See is an American science fiction drama television series produced for Apple TV+ and starring Jason Momoa and Alfre Woodard in leading roles. The series is set in a post-apocalyptic dystopia in the distant future where humanity's descendants have lost their sense of sight, and the ability to see is considered to be myth. The plot is set in motion by the birth of twin sighted children in a mountain tribe.
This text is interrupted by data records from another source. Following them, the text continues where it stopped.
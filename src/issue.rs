use std::sync::LazyLock;

use regex::Regex;

use crate::error::{Error, Result};

static ISSUE_KEY: LazyLock<Regex> =
    LazyLock::new(|| Regex::new(r"^[A-Z][A-Z0-9_]*-[0-9]+$").expect("valid issue key regex"));

/// Issue key from a branch ref: everything after the last `/`.
pub fn issue_key_from_ref(path: &str) -> Result<String> {
    let Some((_, tail)) = path.rsplit_once('/') else {
        return Err(Error::UnresolvedIssueKey(path.to_string()));
    };
    if !ISSUE_KEY.is_match(tail) {
        return Err(Error::UnresolvedIssueKey(path.to_string()));
    }
    Ok(tail.to_string())
}

/// An explicit key is taken as-is; otherwise it comes from the branch.
pub fn resolve_issue_key(explicit: Option<&str>, branch: Option<&str>) -> Result<String> {
    if let Some(key) = explicit {
        return Ok(key.to_string());
    }
    match branch {
        Some(branch) => issue_key_from_ref(branch),
        None => Err(Error::UnresolvedIssueKey(String::from("detached HEAD"))),
    }
}

pub fn issue_link(jira_url: &str, issue_key: &str) -> String {
    format!("{}/browse/{}", jira_url, issue_key)
}

pub fn comment_link(jira_url: &str, issue_key: &str, comment_id: &str) -> String {
    format!(
        "{}?focusedCommentId={id}&page=com.atlassian.jira.plugin.system.issuetabpanels:comment-tabpanel#comment-{id}",
        issue_link(jira_url, issue_key),
        id = comment_id
    )
}
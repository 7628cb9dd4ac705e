//! Stash (Bitbucket Server) and Jira REST calls.
//!
//! Both services share one `reqwest::Client` and one set of credentials. The
//! certificate policy is fixed when the client is built and covers every
//! request issued through it, for both services, and nothing else.

use futures::future::join_all;
use reqwest::header::ACCEPT;
use reqwest::{Client, Method, Response};
use serde::{Deserialize, Serialize};

use crate::build::{BuildResult, BuildStatusPayload};
use crate::comment::compose_log_message;
use crate::config::Credentials;
use crate::error::{Error, Result};
use crate::guard::Commit;

#[derive(Debug, Clone, Copy, PartialEq, Eq)]
pub enum TlsPolicy {
    Verify,
    AcceptInvalidCertificates,
}

impl TlsPolicy {
    pub fn for_credentials(credentials: &Credentials) -> Self {
        if credentials.allow_unsafe_certificate {
            TlsPolicy::AcceptInvalidCertificates
        } else {
            TlsPolicy::Verify
        }
    }
}

#[derive(Debug, Serialize)]
struct Visibility<'a> {
    #[serde(rename = "type")]
    kind: &'a str,
    value: &'a str,
}

#[derive(Debug, Serialize)]
struct CommentPayload<'a> {
    body: &'a str,
    visibility: Visibility<'a>,
}

#[derive(Debug, Deserialize)]
struct CommentResponse {
    id: String,
}

#[derive(Debug)]
pub struct AtlassianClient {
    client: Client,
    credentials: Credentials,
    comment_role: String,
    tls: TlsPolicy,
}

impl AtlassianClient {
    pub fn new(credentials: Credentials, comment_role: impl Into<String>) -> Result<Self> {
        let tls = TlsPolicy::for_credentials(&credentials);
        if tls == TlsPolicy::AcceptInvalidCertificates {
            tracing::warn!("certificate verification disabled for Stash and Jira requests");
        }
        let client = Client::builder()
            .danger_accept_invalid_certs(tls == TlsPolicy::AcceptInvalidCertificates)
            .build()?;
        Ok(Self {
            client,
            credentials,
            comment_role: comment_role.into(),
            tls,
        })
    }

    pub fn credentials(&self) -> &Credentials {
        &self.credentials
    }

    /// One authenticated call; any 2xx resolves, everything else is an error.
    async fn request<B>(
        &self,
        base_url: &str,
        method: Method,
        path: &str,
        body: Option<&B>,
    ) -> Result<Response>
    where
        B: Serialize + ?Sized,
    {
        let url = format!("{}{}", base_url, path);
        tracing::trace!(%method, %url, tls = ?self.tls, "atlassian request");

        let mut req = self
            .client
            .request(method.clone(), &url)
            .basic_auth(&self.credentials.username, Some(&self.credentials.password))
            .header(ACCEPT, "application/json");
        if let Some(body) = body {
            req = req.json(body);
        }

        let response = req.send().await.inspect_err(|e| {
            tracing::trace!(%url, "atlassian transport error: {}", e);
        })?;
        let status = response.status();
        if status.is_success() {
            tracing::trace!(%url, %status, "atlassian response success");
            return Ok(response);
        }

        let body = response.text().await.unwrap_or_default();
        tracing::trace!(%url, %status, %body, "atlassian response error");
        Err(Error::HttpStatus {
            method,
            url,
            status,
            body,
        })
    }

    async fn stash<B: Serialize + ?Sized>(
        &self,
        method: Method,
        path: &str,
        body: Option<&B>,
    ) -> Result<Response> {
        self.request(&self.credentials.stash_url, method, path, body)
            .await
    }

    async fn jira<B: Serialize + ?Sized>(
        &self,
        method: Method,
        path: &str,
        body: Option<&B>,
    ) -> Result<Response> {
        self.request(&self.credentials.jira_url, method, path, body)
            .await
    }

    pub async fn check_credentials(&self) -> Result<()> {
        tracing::debug!("checking credentials with Stash");
        let path = format!(
            "/rest/api/1.0/users/{}",
            urlencoding::encode(&self.credentials.username)
        );
        self.stash(Method::GET, &path, None::<&()>).await?;
        Ok(())
    }

    pub async fn validate_issue_key(&self, issue_key: &str) -> Result<()> {
        let path = format!("/rest/api/2/issue/{}", urlencoding::encode(issue_key));
        self.jira(Method::HEAD, &path, None::<&()>).await?;
        Ok(())
    }

    pub async fn post_build_status(
        &self,
        result: &BuildResult,
        commit: &Commit,
        link: &str,
    ) -> Result<()> {
        let payload = BuildStatusPayload::new(result, link);
        tracing::debug!(
            key = %payload.key,
            state = ?payload.state,
            "posting build status to Stash"
        );
        let path = format!("/rest/build-status/1.0/commits/{}", commit.id);
        self.stash(Method::POST, &path, Some(&payload)).await?;
        Ok(())
    }

    /// Posts every status at once and waits for all of them; one settlement per
    /// result, in input order.
    pub async fn post_build_results(
        &self,
        results: &[BuildResult],
        commit: &Commit,
        link: &str,
    ) -> Vec<Result<()>> {
        tracing::info!(count = results.len(), "posting build results to Stash");
        let settled = join_all(
            results
                .iter()
                .map(|result| self.post_build_status(result, commit, link)),
        )
        .await;
        for (result, settlement) in results.iter().zip(&settled) {
            if let Err(err) = settlement {
                tracing::warn!(key = %result.conf.key, "failed to post build status: {}", err);
            }
        }
        settled
    }

    /// Validates the issue, then posts the composed comment. Returns the comment id.
    pub async fn post_log_comment(
        &self,
        results: &[BuildResult],
        commit: &Commit,
        issue_key: &str,
    ) -> Result<String> {
        let body = compose_log_message(results, commit)?;
        let payload = CommentPayload {
            body: &body,
            visibility: Visibility {
                kind: "role",
                value: &self.comment_role,
            },
        };

        tracing::info!(%issue_key, "posting build log to JIRA");
        if let Err(err) = self.validate_issue_key(issue_key).await {
            tracing::debug!("issue key validation failed: {}", err);
            return Err(Error::InvalidIssueKey(issue_key.to_string()));
        }

        let path = format!(
            "/rest/api/2/issue/{}/comment",
            urlencoding::encode(issue_key)
        );
        let created: CommentResponse = self
            .jira(Method::POST, &path, Some(&payload))
            .await?
            .json()
            .await?;
        Ok(created.id)
    }
}
use std::path::Path;

use serde::Serialize;
use tokio::process::Command;

use crate::config::BuildConf;
use crate::error::Error;

#[derive(Debug, Clone, PartialEq, Eq)]
pub enum BuildOutcome {
    Pending,
    Fulfilled(String),
    Rejected(String),
}

#[derive(Debug, Clone, PartialEq, Eq)]
pub struct BuildResult {
    pub conf: BuildConf,
    pub outcome: BuildOutcome,
}

impl BuildResult {
    pub fn pending(conf: BuildConf) -> Self {
        Self {
            conf,
            outcome: BuildOutcome::Pending,
        }
    }

    /// Text shown as the build output: the value on success, the reason on failure.
    pub fn output(&self) -> &str {
        match &self.outcome {
            BuildOutcome::Pending => "",
            BuildOutcome::Fulfilled(value) => value,
            BuildOutcome::Rejected(reason) => reason,
        }
    }
}

#[derive(Debug, Clone, Copy, PartialEq, Eq, Serialize)]
#[serde(rename_all = "UPPERCASE")]
pub enum BuildState {
    InProgress,
    Successful,
    Failed,
}

impl From<&BuildOutcome> for BuildState {
    fn from(outcome: &BuildOutcome) -> Self {
        match outcome {
            BuildOutcome::Rejected(_) => BuildState::Failed,
            BuildOutcome::Fulfilled(_) => BuildState::Successful,
            BuildOutcome::Pending => BuildState::InProgress,
        }
    }
}

/// Body of `POST /rest/build-status/1.0/commits/{hash}`.
#[derive(Debug, Serialize)]
pub struct BuildStatusPayload<'a> {
    pub state: BuildState,
    pub key: &'a str,
    pub name: &'a str,
    pub url: &'a str,
    pub description: &'a str,
}

impl<'a> BuildStatusPayload<'a> {
    pub fn new(result: &'a BuildResult, url: &'a str) -> Self {
        Self {
            state: BuildState::from(&result.outcome),
            key: &result.conf.key,
            name: &result.conf.name,
            url,
            description: &result.conf.process,
        }
    }
}

/// Runs every build in order; a failing build is recorded and the next one still runs.
pub async fn run_builds(confs: &[BuildConf], workdir: &Path) -> Vec<BuildResult> {
    let mut results = Vec::with_capacity(confs.len());
    for conf in confs {
        tracing::info!(key = %conf.key, "running build {}", conf.name);
        let outcome = match run_build(conf, workdir).await {
            Ok(stdout) => {
                tracing::info!(key = %conf.key, "build passed");
                BuildOutcome::Fulfilled(stdout)
            }
            Err(err) => {
                tracing::warn!(key = %conf.key, "{}", err);
                match err {
                    Error::BuildFailed { reason, .. } => BuildOutcome::Rejected(reason),
                    other => BuildOutcome::Rejected(other.to_string()),
                }
            }
        };
        results.push(BuildResult {
            conf: conf.clone(),
            outcome,
        });
    }
    results
}

async fn run_build(conf: &BuildConf, workdir: &Path) -> Result<String, Error> {
    let output = Command::new("sh")
        .current_dir(workdir)
        .arg("-c")
        .arg(&conf.process)
        .output()
        .await
        .map_err(|e| Error::BuildFailed {
            key: conf.key.clone(),
            reason: format!("failed to spawn `{}`: {}", conf.process, e),
        })?;

    let stdout = String::from_utf8_lossy(&output.stdout).into_owned();
    if output.status.success() {
        return Ok(stdout);
    }
    let stderr = String::from_utf8_lossy(&output.stderr);
    let reason = if stderr.trim().is_empty() {
        format!("{}\n{}", output.status, stdout)
    } else {
        stderr.into_owned()
    };
    Err(Error::BuildFailed {
        key: conf.key.clone(),
        reason: reason.trim_end().to_string(),
    })
}
use std::process::ExitCode;

use tracing_subscriber::EnvFilter;

use crate::error::Error;

/// Number of `-v` flags given on the command line.
#[derive(Debug, Clone, Copy, Default, PartialEq, Eq, PartialOrd, Ord)]
pub struct Verbosity(u8);

impl Verbosity {
    pub fn new(count: u8) -> Self {
        Self(count)
    }

    /// A message declared at `level` is shown when verbosity is at least that level.
    pub fn allows(self, level: u8) -> bool {
        self.0 >= level
    }

    /// Level 0 maps to INFO, 1 to DEBUG, 2 to TRACE; 3 also lets dependencies trace.
    pub fn filter_directive(self) -> &'static str {
        match self.0 {
            0 => "stashbuild=info",
            1 => "stashbuild=debug",
            2 => "stashbuild=trace",
            _ => "trace",
        }
    }
}

/// `RUST_LOG` takes precedence over the `-v` count.
pub fn init_tracing(verbosity: Verbosity) {
    let filter = EnvFilter::try_from_default_env()
        .unwrap_or_else(|_| EnvFilter::new(verbosity.filter_directive()));
    tracing_subscriber::fmt()
        .with_env_filter(filter)
        .with_writer(std::io::stderr)
        .with_target(false)
        .init();
}

fn render_error(err: &Error, verbosity: Verbosity) -> String {
    let mut out = format!("error: {:#}", err);
    if verbosity.allows(1) {
        out.push_str(&format!("\n{:?}", err));
    }
    out
}

/// Prints a fatal error and returns the exit code it carries.
pub fn report(err: &Error, verbosity: Verbosity) -> ExitCode {
    eprintln!("{}", render_error(err, verbosity));
    ExitCode::from(err.exit_code())
}
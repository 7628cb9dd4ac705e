mod atlassian;
mod build;
mod comment;
mod config;
mod error;
mod guard;
mod issue;
mod output;
mod preflight;

use std::path::PathBuf;
use std::process::ExitCode;

use clap::{ArgAction, Parser};

use crate::atlassian::AtlassianClient;
use crate::build::{BuildOutcome, BuildResult};
use crate::error::Result;
use crate::output::Verbosity;

#[derive(Parser, Debug)]
#[command(
    name = "stashbuild",
    version,
    about = "Run builds and report them to Stash and JIRA",
    long_about = None
)]
struct Cli {
    /// Increase output verbosity; repeat for more detail
    #[arg(short, long, action = ArgAction::Count)]
    verbose: u8,

    /// Force stash build, don't check git status
    #[arg(short, long, default_value_t = false)]
    force: bool,

    /// JIRA issue key to post comments to instead of the one in the branch name
    #[arg(short = 'k', long = "jirakey", value_name = "KEY")]
    jirakey: Option<String>,

    /// Config file to use instead of .stashbuild.toml in the repository root
    #[arg(short, long, value_name = "PATH")]
    config: Option<PathBuf>,
}

#[tokio::main]
async fn main() -> ExitCode {
    let cli = Cli::parse();
    let verbosity = Verbosity::new(cli.verbose);
    output::init_tracing(verbosity);

    match run(&cli).await {
        Ok(()) => ExitCode::SUCCESS,
        Err(err) => output::report(&err, verbosity),
    }
}

async fn run(cli: &Cli) -> Result<()> {
    let ctx = preflight::run_preflight(cli.force, cli.config.as_deref()).await?;

    let client = AtlassianClient::new(
        ctx.config.credentials.clone(),
        ctx.config.comment_role.clone(),
    )?;
    client.check_credentials().await?;

    let issue_key =
        issue::resolve_issue_key(cli.jirakey.as_deref(), ctx.commit.branch.as_deref())?;
    let jira_url = &client.credentials().jira_url;
    let link = issue::issue_link(jira_url, &issue_key);

    let pending: Vec<BuildResult> = ctx
        .config
        .builds
        .iter()
        .cloned()
        .map(BuildResult::pending)
        .collect();
    client
        .post_build_results(&pending, &ctx.commit, &link)
        .await;

    let results = build::run_builds(&ctx.config.builds, &ctx.repo_root).await;
    client
        .post_build_results(&results, &ctx.commit, &link)
        .await;

    let comment_id = client
        .post_log_comment(&results, &ctx.commit, &issue_key)
        .await?;

    let failed = results
        .iter()
        .filter(|r| matches!(r.outcome, BuildOutcome::Rejected(_)))
        .count();
    println!(
        "builds: {} passed, {} failed",
        results.len() - failed,
        failed
    );
    println!(
        "comment: {}",
        issue::comment_link(jira_url, &issue_key, &comment_id)
    );
    Ok(())
}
See was created by Steven Knight. Anders Engström directed a majority of the episodes. It also stars Sylvia Hoeks, Hera Hilmar, Christian Camargo, Archie Madekwe, Nesta Cooper, and Yadira Guevara-Prip. Executive producers include Knight, Law. 

The series premiered on November 1, 2019, with a second season premiering on August 27, 2021. The third and final season premiered on August 26, 2022 and concluded on October 14, 2022.

Premise
In the 21st century, a virus wiped out most of humanity. Fewer than two million people survived, and all their descendants have lost their sense of sight. See takes place several centuries later, by which time society has found new ways to socially interact, build, hunt, and survive without vision, albeit at a much lower economic level; humanity has returned to tribal hunter-gatherer and medieval-type societies. Knowledge of the old, sighted world has become lost or distorted; it is believed that materials such as metal, concrete, and plastic were created supernaturally by gods. The concept of vision has become a myth, and any mention of it is considered heresy.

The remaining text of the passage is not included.